Surgery

November 29th, 2020

Carpal tunnel syndrome

Clinicals - History

Pain and paresthesia

The pain of carpal tunnel syndrome is most commonly felt in the palmar surface of the thumb, index, and middle fingers. However, the whole hand can be affected. The pain can also radiate to the elbow or shoulder. This can often start off worse in the evenings and progress to affect the patient during the daytime as well.


The underlying cause is compression of the median nerve as it passes through the narrowed carpal tunnel.

Flick sign

Pain and paresthesia may improve when shaking the affected hand. This is thought to be due to transient relief of median nerve compression.

Loss of motor function

Adduction and opposition of the thumb can be affected. This leads to difficulty in grasping objects firmly and tasks requiring fine motor control (e.g., picking up a needle or buttoning a shirt). This is because injury to the median nerve leads to weakness and clumsiness of the hand.

Workplace exposure

Workplace exposure to activities requiring prolonged wrist flexion or extension, overuse of flexor muscles, or exposure to vibration is a risk factor for CTS. This type of exposure can be seen in manual workers employed in construction, logging, manufacturing, or certain service industries; and in artisans.

Extrinsic and intrinsic risk factors

Extrinsic risk factors include obesity, hypothyroidism, pregnancy, menopause, renal failure, oral contraceptive use, and congestive heart failure. These conditions affect the body's fluid regulation, and can increase the fluid volume within the carpal tunnel.


Intrinsic risk factors refer to tumors and similar pathologies that increase the pressure on the median nerve by taking up space within the carpal tunnel.

Clinicals - Examination

Tinel's percussion test

Tapping the median nerve over the flexor retinaculum will worsen symptoms.
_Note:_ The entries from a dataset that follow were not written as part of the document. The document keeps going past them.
use crate::enrichment::domain::{
    ComponentPath, ExternalReferenceKind, Identifier, IdentifierKind, PackageUrl, RepositoryUrl,
    SbomComponent, SbomDocument,
};
use crate::shared::error::ResolveError;

/// What identity resolution needs from a component, copied out of the
/// document so resolution can run without borrowing it.
#[derive(Debug, Clone, PartialEq, Eq)]
pub struct IdentityHints {
    pub path: ComponentPath,
    pub name: String,
    pub purl: Option<String>,
    pub vcs_urls: Vec<String>,
}

impl IdentityHints {
    pub fn from_component(path: ComponentPath, component: &dyn SbomComponent) -> Self {
        let vcs_urls = component
            .external_references()
            .into_iter()
            .filter(|r| r.kind == ExternalReferenceKind::Vcs)
            .map(|r| r.url)
            .collect();

        Self {
            path,
            name: component.name().to_string(),
            purl: component.purl().map(str::to_string),
            vcs_urls,
        }
    }

    pub fn collect(document: &dyn SbomDocument, paths: &[ComponentPath]) -> Vec<Self> {
        paths
            .iter()
            .filter_map(|path| {
                document
                    .component(path)
                    .map(|c| Self::from_component(path.clone(), c))
            })
            .collect()
    }
}

/// Result of the resolution steps that need no network access.
#[derive(Debug, Clone, PartialEq, Eq)]
pub enum LocalResolution {
    Resolved(Identifier),
    /// A repository is wanted but only a package URL is known.
    NeedsLookup(PackageUrl),
    Unresolved(ResolveError),
}

/// Derives an identifier of `kind` from a component's hints.
///
/// Package kind parses the package URL. Repository kind tries, in order,
/// a VCS external reference, then a forge package URL (`pkg:github/...`),
/// and otherwise asks for a lookup by package URL.
pub fn resolve_locally(hints: &IdentityHints, kind: IdentifierKind) -> LocalResolution {
    let purl = hints.purl.as_deref().map(PackageUrl::parse);

    match kind {
        IdentifierKind::Package => match purl {
            Some(Ok(purl)) => LocalResolution::Resolved(Identifier::Package(purl)),
            Some(Err(e)) => LocalResolution::Unresolved(e),
            None => LocalResolution::Unresolved(ResolveError::NoIdentifier),
        },
        IdentifierKind::Repository => {
            let mut vcs_error = None;
            for url in &hints.vcs_urls {
                match RepositoryUrl::normalize(url) {
                    Ok(repo) => return LocalResolution::Resolved(Identifier::Repository(repo)),
                    Err(e) => vcs_error = vcs_error.or(Some(e)),
                }
            }

            match purl {
                Some(Ok(purl)) => match purl.forge_repository() {
                    Some(repo) => LocalResolution::Resolved(Identifier::Repository(repo)),
                    None => LocalResolution::NeedsLookup(purl),
                },
                Some(Err(e)) => LocalResolution::Unresolved(vcs_error.unwrap_or(e)),
                None => LocalResolution::Unresolved(vcs_error.unwrap_or(ResolveError::NoIdentifier)),
            }
        }
    }
}

#[cfg(test)]
mod tests {
    use super::*;

    fn hints(purl: Option<&str>, vcs: &[&str]) -> IdentityHints {
        IdentityHints {
            path: ComponentPath::root(0),
            name: "component".to_string(),
            purl: purl.map(str::to_string),
            vcs_urls: vcs.iter().map(|s| s.to_string()).collect(),
        }
    }

    #[test]
    fn test_package_kind_parses_purl() {
        let result = resolve_locally(&hints(Some("pkg:npm/lodash@4.17.21"), &[]), IdentifierKind::Package);
        match result {
            LocalResolution::Resolved(Identifier::Package(purl)) => assert_eq!(purl.name(), "lodash"),
            other => panic!("unexpected {:?}", other),
        }
    }

    #[test]
    fn test_package_kind_without_purl_is_unresolved() {
        assert_eq!(
            resolve_locally(&hints(None, &["https://github.com/a/b"]), IdentifierKind::Package),
            LocalResolution::Unresolved(ResolveError::NoIdentifier)
        );
    }

    #[test]
    fn test_package_kind_with_malformed_purl() {
        let result = resolve_locally(&hints(Some("lodash"), &[]), IdentifierKind::Package);
        assert!(matches!(
            result,
            LocalResolution::Unresolved(ResolveError::MalformedIdentifier { .. })
        ));
    }

    #[test]
    fn test_repository_kind_prefers_vcs_reference() {
        let result = resolve_locally(
            &hints(Some("pkg:npm/lodash@4.17.21"), &["git@github.com:lodash/lodash.git"]),
            IdentifierKind::Repository,
        );
        assert_eq!(
            result,
            LocalResolution::Resolved(Identifier::Repository(
                RepositoryUrl::normalize("github.com/lodash/lodash").unwrap()
            ))
        );
    }

    #[test]
    fn test_repository_kind_skips_malformed_vcs_reference() {
        let result = resolve_locally(
            &hints(None, &["not a url at all", "https://gitlab.com/group/project"]),
            IdentifierKind::Repository,
        );
        assert!(matches!(result, LocalResolution::Resolved(_)));
    }

    #[test]
    fn test_repository_kind_uses_forge_purl() {
        let result = resolve_locally(&hints(Some("pkg:github/snyk/parlay@v1"), &[]), IdentifierKind::Repository);
        match result {
            LocalResolution::Resolved(Identifier::Repository(repo)) => {
                assert_eq!(repo.to_string(), "github.com/snyk/parlay")
            }
            other => panic!("unexpected {:?}", other),
        }
    }

    #[test]
    fn test_repository_kind_needs_lookup_for_registry_purl() {
        let result = resolve_locally(&hints(Some("pkg:cargo/serde@1.0.0"), &[]), IdentifierKind::Repository);
        assert!(matches!(result, LocalResolution::NeedsLookup(_)));
    }

    #[test]
    fn test_hints_keep_only_vcs_references() {
        use crate::enrichment::domain::ExternalReference;
        use crate::enrichment::testing::{FakeComponent, FakeDocument};

        let document = FakeDocument::new(vec![FakeComponent::new("lodash")
            .with_purl("pkg:npm/lodash@4.17.21")
            .with_reference(ExternalReference::new(
                ExternalReferenceKind::Website,
                "https://lodash.com",
            ))
            .with_reference(ExternalReference::new(
                ExternalReferenceKind::Vcs,
                "https://github.com/lodash/lodash",
            ))]);

        let hints = IdentityHints::collect(&document, &[ComponentPath::root(0)]);

        assert_eq!(hints.len(), 1);
        assert_eq!(hints[0].name, "lodash");
        assert_eq!(hints[0].purl.as_deref(), Some("pkg:npm/lodash@4.17.21"));
        assert_eq!(hints[0].vcs_urls, vec!["https://github.com/lodash/lodash"]);
    }
}
use super::component::{ComponentPath, ExternalReference, Property, Supplier};
use super::vulnerability::Vulnerability;
use crate::shared::error::EnrichError;
use std::fmt;

/// The SBOM encodings understood by the codecs.
#[derive(Debug, Clone, Copy, PartialEq, Eq)]
pub enum SbomFormat {
    CycloneDx,
    Spdx,
}

impl fmt::Display for SbomFormat {
    fn fmt(&self, f: &mut fmt::Formatter<'_>) -> fmt::Result {
        match self {
            SbomFormat::CycloneDx => write!(f, "CycloneDX"),
            SbomFormat::Spdx => write!(f, "SPDX"),
        }
    }
}

/// A decoded SBOM, seen only through the capabilities enrichment needs.
///
/// Components are addressed by [`ComponentPath`]; `root_count` and
/// `child_count` describe the tree so discovery never has to know the
/// format.
pub trait SbomDocument: Send + Sync {
    fn format(&self) -> SbomFormat;

    fn root_count(&self) -> usize;

    /// Number of direct children of the component at `path` (0 when the
    /// path does not exist or the format is flat).
    fn child_count(&self, path: &ComponentPath) -> usize;

    fn component(&self, path: &ComponentPath) -> Option<&dyn SbomComponent>;

    fn component_mut(&mut self, path: &ComponentPath) -> Option<&mut dyn SbomComponent>;

    /// Records the enriching tool in the document's creation metadata.
    /// Recording the same tool twice is a no-op.
    fn record_tool(&mut self, name: &str, version: &str);

    /// Records a finding at document level. Returns `false` when the format
    /// has no place for it or the same finding is already recorded.
    fn add_vulnerability(&mut self, _vulnerability: Vulnerability) -> bool {
        false
    }

    /// Re-serializes the document in its original format.
    fn encode(&self) -> Result<String, EnrichError>;
}

/// One component inside a document. Setters write straight into the
/// underlying model, so changes show up in [`SbomDocument::encode`].
pub trait SbomComponent: Send + Sync {
    fn name(&self) -> &str;

    /// Raw package URL, if the component declares one.
    fn purl(&self) -> Option<&str>;

    /// The document-local reference other parts of the document use to
    /// point at this component.
    fn bom_ref(&self) -> Option<&str>;

    fn description(&self) -> Option<&str>;

    fn set_description(&mut self, description: &str);

    /// Sets the license as an SPDX expression.
    fn set_license(&mut self, expression: &str);

    fn external_references(&self) -> Vec<ExternalReference>;

    fn add_external_reference(&mut self, reference: ExternalReference);

    fn properties(&self) -> Vec<Property>;

    fn add_property(&mut self, property: Property);

    fn set_supplier(&mut self, supplier: Supplier);

    fn set_author(&mut self, author: &str);
}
This is because percussion of an irritated nerve can elicit paresthesia along its distribution.


Note that the literature reports a wide range of values for the sensitivity and specificity (i.e., 48% to 73% and 30% to 94% respectively) for this test.

Phalen's test

This is performed by having the patient flex their wrists by joining the dorsal aspects of their hands together for one minute, thus stretching the median nerve. Increased pain or paresthesia of the hand constitutes a positive result.

Carpal compression test

This is performed by applying firm pressure over the carpal tunnel for 30 seconds. The appearance of sensory symptoms indicates a positive compression test; and has a sensitivity and specificity of 64% and 83% respectively.

Signs of predisposing risk factors

There may be stigmata of medical conditions that predispose to CTS, e.g., obesity, acanthosis nigricans, myxedema, acromegaly, signs of pregnancy, etc.

Neurological deficits

Patients with severe CTS may demonstrate neurological deficits such as hypalgesia (decreased pain sensation), lack of two-point discrimination, thenar atrophy, and weakness of thumb adduction and opposition.


Hypalgesia can be appreciated by comparing pain sensation of palmar surface of the index finger with that of the little finger of the same hand. Lack of two-point discrimination manifests as inability to distinguish between two objects touching the skin <6 mm apart.

Square-shaped wrist

A wrist with an increased depth-to-width ratio has an odds ratio (OR) of 4.56 for CTS.


The reason for this association is unclear; it is postulated that a square-shaped carpal tunnel configuration predisposes to median nerve compression.

Differential Diagnoses

Cervical radiculopathy

Pain and neurological deficits of the hand can occur in patients with cervical radiculopathy. Age-related degeneration of the cervical spine, a condition known as cervical spondylosis, is the most common cause. However, these patients often demonstrate symptoms proximal to the carpal tunnel, such as neck pain.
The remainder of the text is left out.